→ ASSIGNED TASK: The output should consist solely of the line containing "let config_dir_path = get_config_dir().display().to_string();" and the lines that follow it through the end of the data below.

→ DATA:
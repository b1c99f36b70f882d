use serde::{Deserialize, Serialize};
use strum::Display;

use crate::{
  models::{ConnectionDraft, ConnectionId, Credentials, Registration, ValidationDraft, ValidationId},
  router::Route,
  store::StoreEvent,
};

/// Everything that flows through the event loop.
///
/// Variants carrying request bodies or store events are never bound to keys,
/// so they are skipped by serde and only constructed in code.
#[derive(Debug, Clone, PartialEq, Serialize, Display, Deserialize)]
pub enum Action {
  Tick,
  Render,
  Resize(u16, u16),
  Suspend,
  Resume,
  Quit,
  Refresh,
  Error(String),
  #[serde(alias = "navigate")]
  Navigate(Route),
  ClearError,

  // Session
  #[serde(skip)]
  Login(Credentials),
  #[serde(skip)]
  Register(Registration),
  #[serde(skip)]
  RestoreSession(String),
  Logout,

  // Connections
  FetchConnections,
  FetchConnection(ConnectionId),
  #[serde(skip)]
  SaveConnection(Option<ConnectionId>, ConnectionDraft),
  DeleteConnection(ConnectionId),
  TestConnection(ConnectionId),
  ClearTestResult,
  FetchTables(ConnectionId),
  FetchColumns(ConnectionId, String),

  // Validations
  FetchValidations,
  FetchValidation(ValidationId),
  #[serde(skip)]
  SaveValidation(Option<ValidationId>, ValidationDraft),
  DeleteValidation(ValidationId),
  RunValidation(ValidationId),
  RefreshStatus(ValidationId),
  RunFinished(ValidationId),

  /// A settled (or just dispatched) request, applied to the store by the event loop.
  #[serde(skip)]
  Store(StoreEvent),
}

impl From<StoreEvent> for Action {
  fn from(event: StoreEvent) -> Self {
    Action::Store(event)
  }
}
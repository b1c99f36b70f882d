mod workflows;
use compareflow::{
    models::AuthResponse,
    router::{guard, Route},
    store::{AuthEvent, ConnectionEvent, Phase, Store, ValidationEvent},
};
use pretty_assertions::assert_eq;
use rstest::rstest;

use crate::test_utils::fixtures;

fn signed_in() -> Store {
    let mut store = Store::new();
    store.reduce(AuthEvent::Login(Phase::Pending).into());
    store.reduce(
        AuthEvent::Login(Phase::Fulfilled(AuthResponse { access_token: fixtures::TOKEN.into(), user: fixtures::user() }))
            .into(),
    );
    store
}

#[test]
fn test_logout_drops_mirrored_data() {
    let mut store = signed_in();
    store.reduce(ConnectionEvent::FetchAll(Phase::Fulfilled(vec![fixtures::connection(1, "warehouse")])).into());
    store.reduce(ValidationEvent::FetchAll(Phase::Fulfilled(vec![fixtures::validation(2, "orders", "pending")])).into());
    assert_eq!(store.connections().all().len(), 1);

    store.reduce(AuthEvent::Logout.into());
    assert!(!store.is_authenticated());
    assert!(store.connections().all().is_empty());
    assert!(store.validations().all().is_empty());
    assert_eq!(guard(Route::Connections, store.is_authenticated()), Route::Login);
}

#[test]
fn test_errors_surface_until_cleared() {
    let mut store = signed_in();
    assert_eq!(store.last_error(), None);

    store.reduce(ValidationEvent::FetchAll(Phase::Rejected(String::new())).into());
    assert_eq!(store.last_error(), Some("Failed to fetch validations"));

    store.reduce(ConnectionEvent::Delete(4, Phase::Rejected("Connection is used by a validation".into())).into());
    assert_eq!(store.last_error(), Some("Connection is used by a validation"));

    store.reduce(ConnectionEvent::ClearError.into());
    assert_eq!(store.last_error(), Some("Failed to fetch validations"));
    store.reduce(ValidationEvent::ClearError.into());
    assert_eq!(store.last_error(), None);
}

#[test]
fn test_run_replaces_row_in_place() {
    let mut store = signed_in();
    store.reduce(
        ValidationEvent::FetchAll(Phase::Fulfilled(vec![
            fixtures::validation(1, "first", "pending"),
            fixtures::validation(2, "second", "pending"),
        ]))
        .into(),
    );

    store.reduce(ValidationEvent::Run(2, Phase::Fulfilled(fixtures::completed_validation(2, "second"))).into());
    let names: Vec<_> = store.validations().all().iter().map(|v| v.name.as_str()).collect();
    assert_eq!(names, vec!["first", "second"]);
    assert_eq!(store.validations().get(2).and_then(|v| v.success_rate()), Some(98.0));
}

#[rstest]
#[case(Route::Dashboard, false, Route::Login)]
#[case(Route::EditValidation(3), false, Route::Login)]
#[case(Route::Register, false, Route::Register)]
#[case(Route::Login, true, Route::Dashboard)]
#[case(Route::NewConnection, true, Route::NewConnection)]
fn test_guard(#[case] requested: Route, #[case] authenticated: bool, #[case] expected: Route) {
    assert_eq!(guard(requested, authenticated), expected);
}
use std::path::PathBuf;

use color_eyre::eyre::Result;
use directories::ProjectDirs;
use lazy_static::lazy_static;
use tracing::error;
use tracing_error::ErrorLayer;
use tracing_subscriber::{self, layer::SubscriberExt, util::SubscriberInitExt, EnvFilter, Layer};

const VERSION_MESSAGE: &str = env!("CARGO_PKG_VERSION");

lazy_static! {
  pub static ref PROJECT_NAME: String = env!("CARGO_CRATE_NAME").to_uppercase().to_string();
  pub static ref LOG_ENV: String = format!("{}_LOGLEVEL", PROJECT_NAME.clone());
  pub static ref LOG_FILE: String = format!("{}.log", env!("CARGO_PKG_NAME"));
}

fn project_directory() -> Option<ProjectDirs> {
  ProjectDirs::from("com", "compareflow", env!("CARGO_PKG_NAME"))
}

pub fn initialize_panic_handler() -> Result<()> {
  let (panic_hook, eyre_hook) = color_eyre::config::HookBuilder::default()
    .panic_section(format!("This is a bug. Consider reporting it at {}", env!("CARGO_PKG_REPOSITORY")))
    .capture_span_trace_by_default(false)
    .display_location_section(false)
    .display_env_section(false)
    .into_hooks();
  eyre_hook.install()?;
  std::panic::set_hook(Box::new(move |panic_info| {
    if let Ok(mut t) = crate::tui::Tui::new() {
      if let Err(r) = t.exit() {
        error!("Unable to exit Terminal: {:?}", r);
      }
    }

    #[cfg(not(debug_assertions))]
    {
      use human_panic::{handle_dump, print_msg, Metadata};
      let meta = Metadata::new(env!("CARGO_PKG_NAME"), env!("CARGO_PKG_VERSION"))
        .homepage(env!("CARGO_PKG_REPOSITORY"));

      let file_path = handle_dump(&meta, panic_info);
      if print_msg(file_path, &meta).is_err() {
        eprintln!("{}", panic_hook.panic_report(panic_info));
      }
    }
    let msg = format!("{}", panic_hook.panic_report(panic_info));
    error!("Error: {}", strip_ansi_escapes::strip_str(msg));

    #[cfg(debug_assertions)]
    {
      better_panic::Settings::auto()
        .most_recent_first(false)
        .lineno_suffix(true)
        .verbosity(better_panic::Verbosity::Full)
        .create_panic_handler()(panic_info);
    }

    std::process::exit(libc::EXIT_FAILURE);
  }));
  Ok(())
}

/// `COMPAREFLOW_DATA`, else the platform data dir, else `./.data`.
pub fn get_data_dir() -> PathBuf {
  if let Some(dir) = std::env::var_os(format!("{}_DATA", PROJECT_NAME.as_str())) {
    PathBuf::from(dir)
  } else if let Some(proj_dirs) = project_directory() {
    proj_dirs.data_local_dir().to_path_buf()
  } else {
    PathBuf::from(".").join(".data")
  }
}

/// `COMPAREFLOW_CONFIG`, else the platform config dir, else `./.config`.
pub fn get_config_dir() -> PathBuf {
  if let Some(dir) = std::env::var_os(format!("{}_CONFIG", PROJECT_NAME.as_str())) {
    PathBuf::from(dir)
  } else if let Some(proj_dirs) = project_directory() {
    proj_dirs.config_local_dir().to_path_buf()
  } else {
    PathBuf::from(".").join(".config")
  }
}

/// `RUST_LOG`, then `COMPAREFLOW_LOGLEVEL`, then info for this crate.
fn log_filter() -> EnvFilter {
  let fallback = format!("{}=info", env!("CARGO_CRATE_NAME"));
  let directives = std::env::var("RUST_LOG").or_else(|_| std::env::var(LOG_ENV.as_str())).unwrap_or(fallback.clone());
  EnvFilter::try_new(directives).unwrap_or_else(|_| EnvFilter::new(fallback))
}

pub fn initialize_logging() -> Result<()> {
  let directory = get_data_dir();
  std::fs::create_dir_all(&directory)?;
  let log_path = directory.join(LOG_FILE.as_str());
  let log_file = std::fs::File::create(log_path)?;
  let file_subscriber = tracing_subscriber::fmt::layer()
    .with_file(true)
    .with_line_number(true)
    .with_writer(log_file)
    .with_target(false)
    .with_ansi(false)
    .with_filter(log_filter());
  tracing_subscriber::registry().with(file_subscriber).with(ErrorLayer::default()).init();
  Ok(())
}

pub fn version() -> String {
  let author = clap::crate_authors!();

  let config_dir_path = get_config_dir().display().to_string();
  let data_dir_path = get_data_dir().display().to_string();

  format!(
    "\
{VERSION_MESSAGE}

Authors: {author}

Config directory: {config_dir_path}
Data directory: {data_dir_path}"
  )
}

→ TASK OUTPUT:
  let config_dir_path = get_config_dir().display().to_string();
  let data_dir_path = get_data_dir().display().to_string();

  format!(
    "\
{VERSION_MESSAGE}

Authors: {author}

Config directory: {config_dir_path}
Data directory: {data_dir_path}"
  )
}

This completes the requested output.